そんな新幹線のようなスピードどこで出すんだ。無用の長物といった感じだが、速いは正義。出さなくても、いざという時に出すことができるというだけで、満足。まあ男のロマンというやつになるだろうか。

私のバイクを見た人はたいていこのビックリ仕様のスピードメーターに驚く。そして「カッコいいな・・・」「こういうのメーター欲しいな・・・」と褒めてくれる。でも時速20~30kmで走っていると、メーターが動いていないような感覚になってしまうので、あまりお勧めはしない。

スクーターとビアデッドコリーの写真
原付とワンコ

旅とバイクの話ばかりになってしまったが、学生時代に愛用していた原付スクーターとチャーミーの写真があったから載せておこう。

スクーターに乗りながら、犬と並走しながら広い草原を走ったら楽しいだろうな・・・と何度も思ったものだが、そんな夢のようなことは広大な牧場のような土地を持っていないと、まず無理だろう。

このスクーターはヤマハのJOGで、お洒落なF1(車のレース)チーム、ベネトンのレプリカカラーをしている。と言っても、濡れた路面で滑って転んでしまい、あちこちすり傷が入ってしまったので、自分でスプレー缶を買ってきて、センス良く色を塗った自家製レプリカになる。

私的にはお洒落な感じのスクーターに仕上がったと思っていたのだが、周囲の評判はいまいちで、「どこがベネトンカラーだ。どう見てもレゴカラーではないか・・・」と、なかなか賛同してもらえなかった。友人にセンスや教養、芸術性を理解できる人がいないと苦労する。・・・。

原付での移動の写真
原付での移動

原付、いわゆる50㏄のスクーターは、手軽に乗れて、便利な移動手段に思えるが、二段階右折とか、30キロのスピード制限などといった制約があり、一度排気量の大きなバイクに乗ってしまうと、ちょっと不便な乗り物に感じる。

でも買ったばかりの頃は、友人と世田谷から湘南まで朝日を見に出かけたり、都内を一周してみたりと、色々と楽しい思い出も多い。

スピードが遅いとか、有料道路を通れないとか、制約があるからこそ楽しい旅もある。移動に時間がかかるからこそ楽しい旅もある。
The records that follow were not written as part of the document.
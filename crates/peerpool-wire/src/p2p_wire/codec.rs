//! Framing for the v1 p2p transport.
//!
//! Every message on the wire is a 24-byte header followed by the payload:
//!
//! ```text
//! | magic (4) | command (12, NUL padded) | length (4, LE) | checksum (4) | payload (length) |
//! ```
//!
//! where `checksum` is the first four bytes of `sha256d(payload)`. A TCP read may end anywhere,
//! so [`FrameCodec`] buffers whatever it is fed and only hands out a [`Frame`] once the header and
//! the whole payload are there. Payload (de)serialization by command name is delegated to
//! rust-bitcoin's [`NetworkMessage`].

use bitcoin::consensus::deserialize;
use bitcoin::consensus::deserialize_partial;
use bitcoin::consensus::encode;
use bitcoin::consensus::serialize;
use bitcoin::consensus::Decodable;
use bitcoin::hashes::sha256d;
use bitcoin::hashes::Hash;
use bitcoin::p2p::message::NetworkMessage;
use bitcoin::p2p::message::RawNetworkMessage;
use bitcoin::p2p::Magic;
use bitcoin::Network;
use thiserror::Error;

/// Size of the fixed message header
pub const HEADER_SIZE: usize = 24;

/// Maximum payload we are willing to buffer. Anything bigger is a protocol violation.
pub const MAX_PAYLOAD_SIZE: usize = 32 * 1024 * 1024;

#[derive(Debug, Error)]
pub enum CodecError {
    #[error("Checksum mismatch: header has {expected:02x?}, payload hashes to {found:02x?}")]
    ChecksumMismatch { expected: [u8; 4], found: [u8; 4] },

    #[error("Magic bits mismatch: expected {expected:02x?}, got {found:02x?}")]
    MagicMismatch { expected: [u8; 4], found: [u8; 4] },

    #[error("Payload of {0} bytes is over the size limit")]
    OversizedPayload(usize),

    #[error("Invalid command name {0:?}")]
    InvalidCommand(String),

    #[error("Couldn't deserialize payload: {0}")]
    Payload(#[from] encode::Error),
}

#[derive(Debug, Clone, PartialEq, Eq)]
/// A parsed message header
pub struct FrameHeader {
    pub magic: Magic,
    pub command: [u8; 12],
    pub length: u32,
    pub checksum: [u8; 4],
}

impl Decodable for FrameHeader {
    fn consensus_decode<R: bitcoin::io::Read + ?Sized>(
        reader: &mut R,
    ) -> Result<Self, encode::Error> {
        let magic = Magic::consensus_decode(reader)?;
        let command = <[u8; 12]>::consensus_decode(reader)?;
        let length = u32::consensus_decode(reader)?;
        let checksum = <[u8; 4]>::consensus_decode(reader)?;

        Ok(FrameHeader {
            magic,
            command,
            length,
            checksum,
        })
    }
}

#[derive(Debug, Clone, PartialEq, Eq)]
/// One complete, checksum-verified message, not yet decoded
pub struct Frame {
    pub header: FrameHeader,
    pub payload: Vec<u8>,
}

impl Frame {
    /// The command name, without the NUL padding
    pub fn command(&self) -> String {
        self.header
            .command
            .iter()
            .take_while(|b| **b != 0)
            .map(|b| *b as char)
            .collect()
    }

    /// The exact bytes this frame had on the wire
    pub fn to_bytes(&self) -> Vec<u8> {
        let mut bytes = Vec::with_capacity(HEADER_SIZE + self.payload.len());
        bytes.extend_from_slice(&self.header.magic.to_bytes());
        bytes.extend_from_slice(&self.header.command);
        bytes.extend_from_slice(&self.header.length.to_le_bytes());
        bytes.extend_from_slice(&self.header.checksum);
        bytes.extend_from_slice(&self.payload);
        bytes
    }
}

/// Returns the first four bytes of `sha256d(payload)`
pub fn checksum(payload: &[u8]) -> [u8; 4] {
    let hash = sha256d::Hash::hash(payload).to_byte_array();
    [hash[0], hash[1], hash[2], hash[3]]
}

#[derive(Debug, Clone)]
/// Encodes messages into frames, and reassembles frames out of an arbitrarily split byte
/// stream.
pub struct FrameCodec {
    magic: Magic,
    buffer: Vec<u8>,
}

impl FrameCodec {
    pub fn new(magic: Magic) -> Self {
        FrameCodec {
            magic,
            buffer: Vec::new(),
        }
    }

    pub fn for_network(network: Network) -> Self {
        FrameCodec::new(network.magic())
    }

    pub fn magic(&self) -> Magic {
        self.magic
    }

    /// How many bytes are waiting for the rest of their frame
    pub fn buffered(&self) -> usize {
        self.buffer.len()
    }

    /// Serializes a message into a full frame
    pub fn encode(&self, message: &NetworkMessage) -> Vec<u8> {
        // rust-bitcoin only knows how to serialize whole frames, so we take the payload and the
        // command it wrote, and build our own header around it
        let raw = serialize(&RawNetworkMessage::new(self.magic, message.clone()));
        let mut command = [0u8; 12];
        command.copy_from_slice(&raw[4..16]);

        self.frame(command, &raw[HEADER_SIZE..])
    }

    /// Frames an already serialized payload
    pub fn encode_frame(&self, command: &str, payload: &[u8]) -> Result<Vec<u8>, CodecError> {
        if command.len() > 12 || !command.is_ascii() {
            return Err(CodecError::InvalidCommand(command.to_string()));
        }

        if payload.len() > MAX_PAYLOAD_SIZE {
            return Err(CodecError::OversizedPayload(payload.len()));
        }

        let mut padded = [0u8; 12];
        padded[..command.len()].copy_from_slice(command.as_bytes());

        Ok(self.frame(padded, payload))
    }

    fn frame(&self, command: [u8; 12], payload: &[u8]) -> Vec<u8> {
        let mut bytes = Vec::with_capacity(HEADER_SIZE + payload.len());
        bytes.extend_from_slice(&self.magic.to_bytes());
        bytes.extend_from_slice(&command);
        bytes.extend_from_slice(&(payload.len() as u32).to_le_bytes());
        bytes.extend_from_slice(&checksum(payload));
        bytes.extend_from_slice(payload);
        bytes
    }

    /// Buffers `bytes` and returns the first complete frame, if there is one.
    ///
    /// A single read may carry more than one frame, callers should keep calling
    /// [`FrameCodec::next_frame`] until it returns `None`.
    pub fn feed(&mut self, bytes: &[u8]) -> Result<Option<Frame>, CodecError> {
        self.buffer.extend_from_slice(bytes);
        self.next_frame()
    }

    /// Takes the next complete frame out of the buffer, without reading anything new
    pub fn next_frame(&mut self) -> Result<Option<Frame>, CodecError> {
        if self.buffer.len() < HEADER_SIZE {
            return Ok(None);
        }

        let header: FrameHeader = deserialize_partial(&self.buffer[..HEADER_SIZE])?.0;
        let length = header.length as usize;
        if length > MAX_PAYLOAD_SIZE {
            return Err(CodecError::OversizedPayload(length));
        }

        if self.buffer.len() < HEADER_SIZE + length {
            return Ok(None);
        }

        let payload = self.buffer[HEADER_SIZE..HEADER_SIZE + length].to_vec();
        self.buffer.drain(..HEADER_SIZE + length);

        if header.magic != self.magic {
            return Err(CodecError::MagicMismatch {
                expected: self.magic.to_bytes(),
                found: header.magic.to_bytes(),
            });
        }

        let found = checksum(&payload);
        if found != header.checksum {
            return Err(CodecError::ChecksumMismatch {
                expected: header.checksum,
                found,
            });
        }

        Ok(Some(Frame { header, payload }))
    }

    /// Decodes the payload of a frame according to its command. Commands we don't know about
    /// become [`NetworkMessage::Unknown`].
    pub fn decode(&self, frame: &Frame) -> Result<NetworkMessage, CodecError> {
        let raw: RawNetworkMessage = deserialize(&frame.to_bytes())?;
        Ok(raw.into_payload())
    }
}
旅の本質は移動を楽しむこと。一番大事なのは、楽しむ気持ちの部分。だからいいバイクに乗っているから、いい旅ができるとは限らない。速いバイクに乗っているから移動が楽しいとは限らない。

今回、それなりにいいバイクを手に入れることができたが、そのへんのところをしっかりと肝に銘じ、新たに手に入れた愛車との旅を楽しんでいこうと思う。